Butler was born in Pasadena. She described herself as shy and a daydreamer in school, but she overcame dyslexia and began writing when she was 10 years old to escape loneliness and boredom.

At age 12, Butler became interested in science fiction, and she would later win several awards for her writing. In 1984 she earned a Hugo Award for her short story, ‘Speech Sounds,’ and in 1985 she won the Hugo Award for her novella ‘Bloodchild,’ which also took  the 1984 Nebula Award. Considered science fiction’s highest awards, the Hugo and Nebula awards are decided on by other science fiction writers and fans.

Butler's patternists series, published between 1976 and 1984, tells of a society that is run by a specially-bred group of telepaths. This is an elite group who are mentally linked to one another in a hierarchical pattern, and these telepaths are trying to create a superhuman race. The series includes the books “Patternmaster,” “Mind of My Mind,” “Survivor,” “Wild Seed” and “Clay's Ark.” “Patternmaster” deals with the struggle between brawn and brain while commenting on class structure and the role of women. “Wild Seed” incorporates a great deal of the black experience, including slavery.

In 1995, Butler won the MacArthur Foundation “genius grant,” a fellowship viewed as an investment in a person’s originality, insight and potential.
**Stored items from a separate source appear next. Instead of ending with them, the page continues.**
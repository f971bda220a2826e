//! In-process store backing the engine tests.
//!
//! All four stores share one lock; each operation takes it once, so the
//! check and the write of a conditional mutation can never interleave.

use async_trait::async_trait;
use chrono::Utc;
use parking_lot::Mutex;
use uuid::Uuid;

use super::{
    Entity, ProductStore, PvzStore, ReceptionStore, StoreError, StoreResult, UserStore,
};
use crate::db::{
    City, ListQuery, NewUser, PickupPoint, PickupPointDetails, Product, ProductType, Reception,
    ReceptionDetails, ReceptionStatus, User,
};

#[derive(Default)]
struct Inner {
    users: Vec<User>,
    // Insertion order doubles as the tie-breaker for equal timestamps
    pvz: Vec<PickupPoint>,
    receptions: Vec<Reception>,
    products: Vec<Product>,
}

impl Inner {
    fn open_reception(&self, pvz_id: Uuid) -> Option<&Reception> {
        self.receptions
            .iter()
            .find(|r| r.pvz_id == pvz_id && r.is_open())
    }
}

#[derive(Default)]
pub struct MemoryStore {
    inner: Mutex<Inner>,
}

impl MemoryStore {
    pub fn new() -> Self {
        Self::default()
    }
}

#[async_trait]
impl UserStore for MemoryStore {
    async fn create(&self, user: NewUser) -> StoreResult<User> {
        let mut inner = self.inner.lock();
        if inner.users.iter().any(|u| u.email == user.email) {
            return Err(StoreError::Duplicate(Entity::User));
        }
        let user = User {
            id: Uuid::new_v4(),
            email: user.email,
            password_hash: user.password_hash,
            role: user.role,
            created_at: Utc::now(),
        };
        inner.users.push(user.clone());
        Ok(user)
    }

    async fn get_by_email(&self, email: &str) -> StoreResult<User> {
        self.inner
            .lock()
            .users
            .iter()
            .find(|u| u.email == email)
            .cloned()
            .ok_or(StoreError::NotFound(Entity::User))
    }
}

#[async_trait]
impl PvzStore for MemoryStore {
    async fn create(&self, city: City) -> StoreResult<PickupPoint> {
        let pvz = PickupPoint {
            id: Uuid::new_v4(),
            registration_date: Utc::now(),
            city,
        };
        self.inner.lock().pvz.push(pvz.clone());
        Ok(pvz)
    }

    async fn exists(&self, id: Uuid) -> StoreResult<bool> {
        Ok(self.inner.lock().pvz.iter().any(|p| p.id == id))
    }

    async fn list_with_details(&self, query: &ListQuery) -> StoreResult<Vec<PickupPointDetails>> {
        let inner = self.inner.lock();

        let mut points: Vec<&PickupPoint> = inner.pvz.iter().collect();
        points.sort_by_key(|p| p.registration_date);

        let page = points
            .into_iter()
            .skip(query.offset() as usize)
            .take(query.limit as usize)
            .map(|pvz| {
                // Newest reception first; later insertions win ties
                let mut receptions: Vec<&Reception> = inner
                    .receptions
                    .iter()
                    .rev()
                    .filter(|r| r.pvz_id == pvz.id && query.includes(&r.date_time))
                    .collect();
                receptions.sort_by(|a, b| b.date_time.cmp(&a.date_time));

                let receptions = receptions
                    .into_iter()
                    .map(|reception| {
                        let mut products: Vec<Product> = inner
                            .products
                            .iter()
                            .filter(|p| p.reception_id == reception.id)
                            .cloned()
                            .collect();
                        products.sort_by(|a, b| b.seq.cmp(&a.seq));
                        ReceptionDetails {
                            reception: reception.clone(),
                            products,
                        }
                    })
                    .collect();

                PickupPointDetails {
                    pvz: pvz.clone(),
                    receptions,
                }
            })
            .collect();

        Ok(page)
    }
}

#[async_trait]
impl ReceptionStore for MemoryStore {
    async fn open(&self, pvz_id: Uuid) -> StoreResult<Reception> {
        let mut inner = self.inner.lock();
        if !inner.pvz.iter().any(|p| p.id == pvz_id) {
            return Err(StoreError::NotFound(Entity::PickupPoint));
        }
        if inner.open_reception(pvz_id).is_some() {
            return Err(StoreError::Duplicate(Entity::OpenReception));
        }
        let reception = Reception {
            id: Uuid::new_v4(),
            date_time: Utc::now(),
            pvz_id,
            status: ReceptionStatus::InProgress,
        };
        inner.receptions.push(reception.clone());
        Ok(reception)
    }

    async fn close_open(&self, pvz_id: Uuid) -> StoreResult<Reception> {
        let mut inner = self.inner.lock();
        let reception = inner
            .receptions
            .iter_mut()
            .find(|r| r.pvz_id == pvz_id && r.is_open())
            .ok_or(StoreError::NotFound(Entity::OpenReception))?;
        reception.status = ReceptionStatus::Closed;
        Ok(reception.clone())
    }
}

#[async_trait]
impl ProductStore for MemoryStore {
    async fn append(&self, pvz_id: Uuid, product_type: ProductType) -> StoreResult<Product> {
        let mut inner = self.inner.lock();
        let reception_id = inner
            .open_reception(pvz_id)
            .map(|r| r.id)
            .ok_or(StoreError::NotFound(Entity::OpenReception))?;
        let seq = inner
            .products
            .iter()
            .filter(|p| p.reception_id == reception_id)
            .map(|p| p.seq)
            .max()
            .unwrap_or(0)
            + 1;
        let product = Product {
            id: Uuid::new_v4(),
            date_time: Utc::now(),
            product_type,
            reception_id,
            seq,
        };
        inner.products.push(product.clone());
        Ok(product)
    }

    async fn delete_last(&self, pvz_id: Uuid) -> StoreResult<Product> {
        let mut inner = self.inner.lock();
        let reception_id = inner
            .open_reception(pvz_id)
            .map(|r| r.id)
            .ok_or(StoreError::NotFound(Entity::OpenReception))?;
        let index = inner
            .products
            .iter()
            .enumerate()
            .filter(|(_, p)| p.reception_id == reception_id)
            .max_by_key(|(_, p)| p.seq)
            .map(|(i, _)| i)
            .ok_or(StoreError::NotFound(Entity::Product))?;
        Ok(inner.products.remove(index))
    }
}

#[cfg(test)]
mod tests {
    use super::*;
    use crate::db::Role;
    use crate::store::Stores;

    fn list_all() -> ListQuery {
        ListQuery {
            start_date: None,
            end_date: None,
            page: 1,
            limit: 30,
        }
    }

    #[tokio::test]
    async fn test_duplicate_email_rejected() {
        let stores = Stores::memory();
        let new_user = || NewUser {
            email: "a@b.com".to_string(),
            password_hash: "h".to_string(),
            role: Role::Employee,
        };
        stores.users.create(new_user()).await.unwrap();
        let err = stores.users.create(new_user()).await.unwrap_err();
        assert!(matches!(err, StoreError::Duplicate(Entity::User)));
    }

    #[tokio::test]
    async fn test_reception_lifecycle() {
        let stores = Stores::memory();
        let pvz = stores.pvz.create(City::Moscow).await.unwrap();

        let open = stores.receptions.open(pvz.id).await.unwrap();
        assert!(matches!(
            stores.receptions.open(pvz.id).await,
            Err(StoreError::Duplicate(Entity::OpenReception))
        ));

        let closed = stores.receptions.close_open(pvz.id).await.unwrap();
        assert_eq!(closed.id, open.id);
        assert_eq!(closed.status, ReceptionStatus::Closed);
        assert!(stores
            .receptions
            .close_open(pvz.id)
            .await
            .unwrap_err()
            .is_not_found(Entity::OpenReception));
        assert!(stores.receptions.open(pvz.id).await.is_ok());
    }

    #[tokio::test]
    async fn test_open_unknown_pvz() {
        let stores = Stores::memory();
        let err = stores.receptions.open(Uuid::new_v4()).await.unwrap_err();
        assert!(err.is_not_found(Entity::PickupPoint));
    }

    #[tokio::test]
    async fn test_products_are_a_stack() {
        let stores = Stores::memory();
        let pvz = stores.pvz.create(City::Kazan).await.unwrap();
        stores.receptions.open(pvz.id).await.unwrap();

        let a = stores.products.append(pvz.id, ProductType::Shoes).await.unwrap();
        let b = stores.products.append(pvz.id, ProductType::Clothes).await.unwrap();
        assert_eq!((a.seq, b.seq), (1, 2));

        assert_eq!(stores.products.delete_last(pvz.id).await.unwrap().id, b.id);
        let c = stores.products.append(pvz.id, ProductType::Electronics).await.unwrap();
        assert_eq!(c.seq, 2);
        assert_eq!(stores.products.delete_last(pvz.id).await.unwrap().id, c.id);
        assert_eq!(stores.products.delete_last(pvz.id).await.unwrap().id, a.id);

        let err = stores.products.delete_last(pvz.id).await.unwrap_err();
        assert!(err.is_not_found(Entity::Product));
    }

    #[tokio::test]
    async fn test_listing_orders_newest_first() {
        let stores = Stores::memory();
        let first = stores.pvz.create(City::Moscow).await.unwrap();
        let second = stores.pvz.create(City::Kazan).await.unwrap();

        let old = stores.receptions.open(first.id).await.unwrap();
        stores.receptions.close_open(first.id).await.unwrap();
        let new = stores.receptions.open(first.id).await.unwrap();
        let a = stores.products.append(first.id, ProductType::Shoes).await.unwrap();
        let b = stores.products.append(first.id, ProductType::Shoes).await.unwrap();

        let page = stores.pvz.list_with_details(&list_all()).await.unwrap();
        assert_eq!(page.len(), 2);
        assert_eq!(page[0].pvz.id, first.id);
        assert_eq!(page[1].pvz.id, second.id);
        assert!(page[1].receptions.is_empty());

        let ids: Vec<Uuid> = page[0].receptions.iter().map(|r| r.reception.id).collect();
        assert_eq!(ids, vec![new.id, old.id]);
        let products: Vec<Uuid> = page[0].receptions[0].products.iter().map(|p| p.id).collect();
        assert_eq!(products, vec![b.id, a.id]);
    }

    #[tokio::test]
    async fn test_listing_filters_receptions_by_date() {
        let stores = Stores::memory();
        let pvz = stores.pvz.create(City::Moscow).await.unwrap();
        stores.receptions.open(pvz.id).await.unwrap();

        let query = ListQuery {
            start_date: Some(Utc::now() + chrono::Duration::hours(1)),
            ..list_all()
        };
        let page = stores.pvz.list_with_details(&query).await.unwrap();
        assert_eq!(page.len(), 1);
        assert!(page[0].receptions.is_empty());
    }

    #[tokio::test]
    async fn test_listing_pages() {
        let stores = Stores::memory();
        for _ in 0..5 {
            stores.pvz.create(City::SaintPetersburg).await.unwrap();
        }
        let query = |page| ListQuery {
            page,
            limit: 2,
            ..list_all()
        };
        assert_eq!(stores.pvz.list_with_details(&query(1)).await.unwrap().len(), 2);
        assert_eq!(stores.pvz.list_with_details(&query(3)).await.unwrap().len(), 1);
        assert!(stores.pvz.list_with_details(&query(4)).await.unwrap().is_empty());
    }
}
use axum::{
    extract::{rejection::JsonRejection, Path, State},
    http::StatusCode,
    Json,
};
use std::sync::Arc;

use super::auth::CurrentUser;
use super::error::{json_body, ApiError};
use super::validation::parse_pvz_id;
use crate::db::{CreateProductRequest, MessageResponse, Product, Role};
use crate::AppState;

/// Add a product to the open reception
///
/// POST /products (employee)
pub async fn add_product(
    State(state): State<Arc<AppState>>,
    user: CurrentUser,
    payload: Result<Json<CreateProductRequest>, JsonRejection>,
) -> Result<(StatusCode, Json<Product>), ApiError> {
    user.require(&[Role::Employee])?;
    let request = json_body(payload)?;
    let pvz_id = parse_pvz_id(&request.pvz_id)?;

    let product = state
        .services
        .intake
        .add_product(pvz_id, &request.product_type)
        .await?;
    Ok((StatusCode::CREATED, Json(product)))
}

/// Remove the most recently added product of the open reception
///
/// POST /pvz/:pvz_id/delete_last_product (employee)
pub async fn delete_last_product(
    State(state): State<Arc<AppState>>,
    user: CurrentUser,
    Path(pvz_id): Path<String>,
) -> Result<Json<MessageResponse>, ApiError> {
    user.require(&[Role::Employee])?;
    let pvz_id = parse_pvz_id(&pvz_id)?;

    state.services.intake.delete_last_product(pvz_id).await?;
    Ok(Json(MessageResponse::new("successfully delete")))
}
“I'm not writing for some noble purpose; I just like telling a good story. If what I write about helps others understand this world we live in, so much the better for all of us,” Butler told fellow author Robert McTyre. “Every story I write adds to me a little, changes me a little, forces me to reexamine an attitude or belief, causes me to research and learn, helps me to understand people and grow. Every story I create, creates me. I write to create myself.”